Khaberni - Behind the locked doors of the closets in many Jordanian homes, stories still throb despite the absence: woolen coats retaining the fragrance of the departed, watches that stopped at the moment of loss, and belongings that the living endow with a halo of silent reverence, forming what is called emotional hoarding that links the present with the past, yet at the same time restricts or postpones the possibility of using these possessions for benefits that could extend to others.
This emotional hoarding poses increasing questions about the balance between two values: loyalty to the departed on one side and calls for reusing these belongings in charitable works that keep the impact alive and generate benefits beyond memory.
In the legal framework, the General Iftaa Department confirms to the Jordanian News Agency (Petra) that everything owned by the deceased, whether cash, real estate, movables, or personal belongings such as clothing and others, constitutes a legal inheritance that goes to all heirs, male and female, and is divided among them according to the shares prescribed in Islamic law.
The department emphasized that it is not permissible for any of the heirs to dispose of any part of the inheritance or to retain it without the agreement of the other heirs if they are of legal adult age, or without considering the rights of the minors.
It explained that if the heirs agree to donate some of the belongings, such as clothes, there is no objection to that. However, if one of them demands their share, they should be given what corresponds to the value of their legal share, and the rest is dealt with according to what is agreed upon, explaining that the belongings can be distributed by mutual agreement, or evaluated and their value divided, or donated, provided that the rights of all heirs are preserved and no part of the estate is disposed of before division or without their permission.

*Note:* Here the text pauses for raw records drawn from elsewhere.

//! Asset Routes

use crate::api::handlers::asset_handler::*;
use axum::{Router, routing::get};

use crate::api::app_state::AppState;

/// 创建素材路由器
pub fn create_asset_router() -> Router<AppState> {
    Router::new()
        .route("/assets", get(list_assets))
        .route("/assets/*key", get(get_asset))
}
//! Selection of the sub-space a variable is rendered in
//!
//! Each axis of the (firm, product, week) space is either left whole, narrowed
//! to several values, or pinned to one value. The selection per axis decides
//! the render strategy on that axis:
//!
//! | Selection | Strategy |
//! |---|---|
//! | `All` | `OuterSpace` |
//! | `Many` (2+ values) | `InnerSpace` |
//! | `One` / `Many` with one value | `PositionalCoordinates` |

use rusqlite::types::Value;

use crate::panel::error::PanelError;
use crate::panel::query::Predicate;
use crate::panel::types::{FirmId, ProductId};
use crate::panel::windows::unix_from_running_var;

use super::data_set::{Axis, PanelDataSet};

#[derive(Debug, Clone, PartialEq, Eq)]
pub enum AxisSelection<T> {
    All,
    Many(Vec<T>),
    One(T),
}

impl<T> AxisSelection<T> {
    pub fn strategy(&self) -> RenderStrategy {
        match self {
            AxisSelection::All => RenderStrategy::OuterSpace,
            AxisSelection::Many(values) if values.len() > 1 => RenderStrategy::InnerSpace,
            AxisSelection::Many(_) | AxisSelection::One(_) => RenderStrategy::PositionalCoordinates,
        }
    }

    /// Selected values; `None` for the whole axis
    pub fn values(&self) -> Option<&[T]> {
        match self {
            AxisSelection::All => None,
            AxisSelection::Many(values) => Some(values),
            AxisSelection::One(value) => Some(std::slice::from_ref(value)),
        }
    }
}

#[derive(Debug, Clone, Copy, PartialEq, Eq, Hash)]
pub enum RenderStrategy {
    /// Rendered over the whole axis
    OuterSpace,
    /// Rendered over several chosen coordinates
    InnerSpace,
    /// Rendered at a single coordinate
    PositionalCoordinates,
}

#[derive(Debug, Clone, PartialEq, Eq)]
pub struct SpaceSelector {
    pub firm: AxisSelection<FirmId>,
    pub product: AxisSelection<ProductId>,
    pub week: AxisSelection<i64>,
}

impl Default for SpaceSelector {
    fn default() -> Self {
        Self::all()
    }
}

impl SpaceSelector {
    /// The full outer space
    pub fn all() -> Self {
        Self { firm: AxisSelection::All, product: AxisSelection::All, week: AxisSelection::All }
    }

    /// Strategies in axis order: firm, product, week
    pub fn strategies(&self) -> [RenderStrategy; 3] {
        [self.firm.strategy(), self.product.strategy(), self.week.strategy()]
    }

    /// Unix time of the first and last selected week starts
    pub fn dtime_range(&self) -> Option<(i64, i64)> {
        let weeks = self.week.values()?;
        let min = *weeks.iter().min()?;
        let max = *weeks.iter().max()?;
        Some((unix_from_running_var(min), unix_from_running_var(max)))
    }

    /// Predicates restricting panel rows to the selected space
    pub fn predicates(&self) -> Vec<Predicate> {
        let mut predicates = Vec::new();
        if let Some(firms) = self.firm.values() {
            let values = firms.iter().map(|f| Value::Text(f.clone())).collect();
            predicates.push(Predicate::In(Axis::Firm.column(), values));
        }
        if let Some(products) = self.product.values() {
            let values = products.iter().map(|&p| Value::Integer(p)).collect();
            predicates.push(Predicate::In(Axis::Product.column(), values));
        }
        if let Some(weeks) = self.week.values() {
            let values = weeks.iter().map(|&t| Value::Integer(t)).collect();
            predicates.push(Predicate::In(Axis::Week.column(), values));
        }
        predicates
    }

    /// Fail if a selected coordinate does not occur in the data set
    pub fn check_coordinates(&self, data_set: &PanelDataSet) -> Result<(), PanelError> {
        let selected: [(Axis, Option<Vec<Value>>); 3] = [
            (Axis::Firm, self.firm.values().map(|v| v.iter().map(|f| Value::Text(f.clone())).collect())),
            (Axis::Product, self.product.values().map(|v| v.iter().map(|&p| Value::Integer(p)).collect())),
            (Axis::Week, self.week.values().map(|v| v.iter().map(|&t| Value::Integer(t)).collect())),
        ];

        for (axis, values) in selected {
            let Some(values) = values else { continue };
            let known = data_set.axis_values(axis)?;
            if let Some(unknown) = values.iter().find(|v| !known.contains(v)) {
                return Err(PanelError::InvalidSelection(format!(
                    "{:?} coordinate {:?} is not in the panel",
                    axis, unknown
                )));
            }
        }
        Ok(())
    }
}

fn axis_conforms<T>(strategy: RenderStrategy, selection: &AxisSelection<T>) -> bool {
    match (strategy, selection.values()) {
        (RenderStrategy::OuterSpace, _) => true,
        (RenderStrategy::InnerSpace, Some(values)) => values.len() > 1,
        (RenderStrategy::PositionalCoordinates, Some(values)) => values.len() == 1,
        (_, None) => false,
    }
}

/// Whether `selector` conforms to the per-axis `strategies` (firm, product, week)
pub fn validate_selection_space(strategies: &[RenderStrategy; 3], selector: &SpaceSelector) -> bool {
    axis_conforms(strategies[0], &selector.firm)
        && axis_conforms(strategies[1], &selector.product)
        && axis_conforms(strategies[2], &selector.week)
}

#[cfg(test)]
mod tests {
    use super::*;
    use crate::panel::db::PanelStore;
    use crate::panel::types::ObservationRow;
    use crate::panel::windows::UNIX_WEEK;

    fn selector() -> SpaceSelector {
        SpaceSelector {
            firm: AxisSelection::All,
            product: AxisSelection::Many(vec![1, 2]),
            week: AxisSelection::One(260),
        }
    }

    #[test]
    fn test_strategies_per_axis() {
        assert_eq!(
            selector().strategies(),
            [RenderStrategy::OuterSpace, RenderStrategy::InnerSpace, RenderStrategy::PositionalCoordinates]
        );
        let single = AxisSelection::Many(vec![7]);
        assert_eq!(single.strategy(), RenderStrategy::PositionalCoordinates);
    }

    #[test]
    fn test_validate_selection_space() {
        let s = selector();
        assert!(validate_selection_space(&s.strategies(), &s));

        let mismatched = [RenderStrategy::OuterSpace, RenderStrategy::PositionalCoordinates, RenderStrategy::PositionalCoordinates];
        assert!(!validate_selection_space(&mismatched, &s));

        let empty = SpaceSelector { product: AxisSelection::Many(vec![]), ..selector() };
        assert!(!validate_selection_space(&empty.strategies(), &empty));

        // An outer strategy accepts any selection on that axis
        assert!(validate_selection_space(&[RenderStrategy::OuterSpace; 3], &s));
    }

    #[test]
    fn test_dtime_range() {
        assert_eq!(SpaceSelector::all().dtime_range(), None);

        let s = SpaceSelector { week: AxisSelection::Many(vec![3, 1, 2]), ..SpaceSelector::all() };
        let (begin, end) = s.dtime_range().unwrap();
        assert_eq!(end - begin, 2 * UNIX_WEEK);
        assert_eq!(begin, unix_from_running_var(1));
    }

    #[test]
    fn test_check_coordinates() {
        let rows = [
            ObservationRow { product_id: 1, firm_id: "shop-a".to_string(), week_running_var: 260, treatment_flag: 1 },
            ObservationRow { product_id: 2, firm_id: "shop-b".to_string(), week_running_var: 260, treatment_flag: 0 },
        ];
        let data_set = PanelDataSet::from_rows(PanelStore::open_in_memory().unwrap(), &rows).unwrap();

        assert!(selector().check_coordinates(&data_set).is_ok());

        let unknown = SpaceSelector { firm: AxisSelection::One("shop-z".to_string()), ..selector() };
        assert!(matches!(unknown.check_coordinates(&data_set), Err(PanelError::InvalidSelection(_))));
    }
}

Regarding the reasons why some keep the deceased's belongings, opinions varied between personal attachment, symbolic value, and the desire to utilize them in a way that achieves benefit or redistributes them; Ahmed Bshaireh said he keeps his father's watch because it reminds him of him at all times, while Samar Bani Yoonis explained that she donated her mother's clothes because it aligns with her mother’s love for doing good. However, Khaled Obaidat noted that he keeps items of symbolic value like photographs and works on distributing other belongings so that others may benefit from them.
In her answer, Umm Fares Al-Khatib says that she was content with some belongings after realizing that keeping all items causes psychological stress, while Abu Laith believes that the seniors' belongings constitute a part of the family history. Meanwhile, Rawan Bshaireh emphasized the importance of achieving a balance between keeping those that hold memories and managing the rest of the belongings in a way that secures continued benefit.
From the perspective of researchers in sociology and psychology, Professor Dr. Hussein Mahadin believes that keeping the belongings of the deceased reflects a deeply ingrained nature in the Arab mind that tends to evoke the past and draw inspiration from its symbols in the present, explaining that over time these belongings become an emotional bridge that connects the living with their roots, and a symbolic fuel that enhances feelings of pride and belonging, especially if the deceased had a significant social standing.
Mahadin added that this legacy branches into material and symbolic, although the material is often used to highlight the social standing, especially in a male context where ancestors' belongings are celebrated more than others. He pointed out that these practices appear in social occasions, like wearing the grandfather's robe or evoking his symbolic status.
The psychologist Suha Abu Ghoush explained that from a scientific understanding, some people's feelings of guilt when dealing with the deceased's belongings are linked to several psychological theories, including attachment theory, where these items become a symbolic extension of the deceased, making their loss feel like losing them all over again. She mentioned the concept of continuing bonds, where the person does not emotionally separate from the deceased but maintains an internal relationship with them, making the belongings a symbolic means for this relationship.
Abu Ghoush explains that detaching from the deceased/ departed involves correcting the distorted idea that disposing of the deceased's items equates to forgetting, while the real relationship with the departed exists within the person and not in the objects, pointing out that keeping the belongings does not necessarily indicate stronger love, but rather reflects the difficulty of moving from a material attachment to an internal psychological bond.
In her answer about emotional hoarding, she says that it is initially seen as a natural defensive mechanism, providing a sense of calming and control amid the experience of loss, clarifying that over time it becomes a barrier leading to what is known as complicated grief, making it difficult to accept loss and rebuild life, leaving the person stuck in the past.
She notes that building an alternative non-material memory is possible through methods like narrative therapy and meaning therapy, and through effective scientific strategies, including symbolic continuation, like writing letters to the deceased and having an internal dialogue with them, as well as evoking what they might have said in different situations. She explained that this encompasses a legacy of values, where it is not just about preserving objects but maintaining what the person represented in life; if they were supportive, this support is evoked and practiced, and if they were generous, this generosity is embodied in behavior.
Amid all the intense emotions and valuable scientific and philosophical diagnostics, the belongings of the departed remain a sensitive human space that oscillates between loyalty to memory and the demands of life's progression amidst calls for reutilizing them in a way that achieves a lasting impact, balancing between preserving memory and imparting new life to the fragrance of the departed and the absence of loved ones.